• Records for this task
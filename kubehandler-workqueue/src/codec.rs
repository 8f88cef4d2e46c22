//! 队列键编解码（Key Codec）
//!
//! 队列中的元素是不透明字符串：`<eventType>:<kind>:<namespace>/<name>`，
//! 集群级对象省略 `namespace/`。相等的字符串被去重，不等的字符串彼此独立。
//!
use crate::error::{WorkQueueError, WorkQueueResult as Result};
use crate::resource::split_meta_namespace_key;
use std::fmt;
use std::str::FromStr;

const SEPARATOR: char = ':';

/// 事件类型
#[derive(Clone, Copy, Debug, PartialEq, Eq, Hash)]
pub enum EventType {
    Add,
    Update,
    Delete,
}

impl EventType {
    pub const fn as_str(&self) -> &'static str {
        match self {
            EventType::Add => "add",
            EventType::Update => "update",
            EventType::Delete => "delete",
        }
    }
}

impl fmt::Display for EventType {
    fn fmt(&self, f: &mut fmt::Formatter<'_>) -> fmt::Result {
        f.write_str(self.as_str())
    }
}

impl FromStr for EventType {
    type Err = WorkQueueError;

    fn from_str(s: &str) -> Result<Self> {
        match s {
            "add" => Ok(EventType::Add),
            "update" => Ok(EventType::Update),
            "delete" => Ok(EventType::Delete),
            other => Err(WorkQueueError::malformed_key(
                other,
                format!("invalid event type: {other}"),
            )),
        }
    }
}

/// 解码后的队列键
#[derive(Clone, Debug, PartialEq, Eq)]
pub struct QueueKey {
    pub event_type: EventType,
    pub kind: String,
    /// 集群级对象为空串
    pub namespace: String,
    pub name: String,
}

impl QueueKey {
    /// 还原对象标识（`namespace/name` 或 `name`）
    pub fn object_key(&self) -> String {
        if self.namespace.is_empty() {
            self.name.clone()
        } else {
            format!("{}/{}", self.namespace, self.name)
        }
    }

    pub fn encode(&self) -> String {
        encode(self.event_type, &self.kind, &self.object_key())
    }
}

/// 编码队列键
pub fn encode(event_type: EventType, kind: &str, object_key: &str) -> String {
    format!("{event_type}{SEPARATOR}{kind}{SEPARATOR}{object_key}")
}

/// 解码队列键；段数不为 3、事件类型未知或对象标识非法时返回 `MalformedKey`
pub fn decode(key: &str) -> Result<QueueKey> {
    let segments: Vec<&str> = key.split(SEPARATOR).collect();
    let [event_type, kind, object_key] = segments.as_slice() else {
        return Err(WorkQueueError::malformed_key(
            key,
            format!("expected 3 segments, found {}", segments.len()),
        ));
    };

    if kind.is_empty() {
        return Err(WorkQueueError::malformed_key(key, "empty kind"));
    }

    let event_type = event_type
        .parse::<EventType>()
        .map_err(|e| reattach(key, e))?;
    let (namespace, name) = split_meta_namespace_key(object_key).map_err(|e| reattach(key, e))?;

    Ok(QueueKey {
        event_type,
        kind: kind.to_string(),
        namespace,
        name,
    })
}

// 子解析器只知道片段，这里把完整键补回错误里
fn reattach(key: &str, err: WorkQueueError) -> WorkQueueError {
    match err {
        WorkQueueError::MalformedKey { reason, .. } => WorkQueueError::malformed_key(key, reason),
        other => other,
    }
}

* * *

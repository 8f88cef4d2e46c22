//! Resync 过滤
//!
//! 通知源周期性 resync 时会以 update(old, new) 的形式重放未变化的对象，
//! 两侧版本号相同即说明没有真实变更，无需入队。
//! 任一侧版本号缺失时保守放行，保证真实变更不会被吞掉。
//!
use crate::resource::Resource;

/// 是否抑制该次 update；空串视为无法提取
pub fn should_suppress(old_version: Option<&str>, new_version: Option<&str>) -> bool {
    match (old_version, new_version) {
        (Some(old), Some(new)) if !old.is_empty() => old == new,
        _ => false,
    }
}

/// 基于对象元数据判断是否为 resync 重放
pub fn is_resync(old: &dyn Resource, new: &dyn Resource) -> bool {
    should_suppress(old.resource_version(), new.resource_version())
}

• Work request
Read through the records above and copy the lines that contain "bool".

• Result for this exercise
pub fn should_suppress(old_version: Option<&str>, new_version: Option<&str>) -> bool {
pub fn is_resync(old: &dyn Resource, new: &dyn Resource) -> bool {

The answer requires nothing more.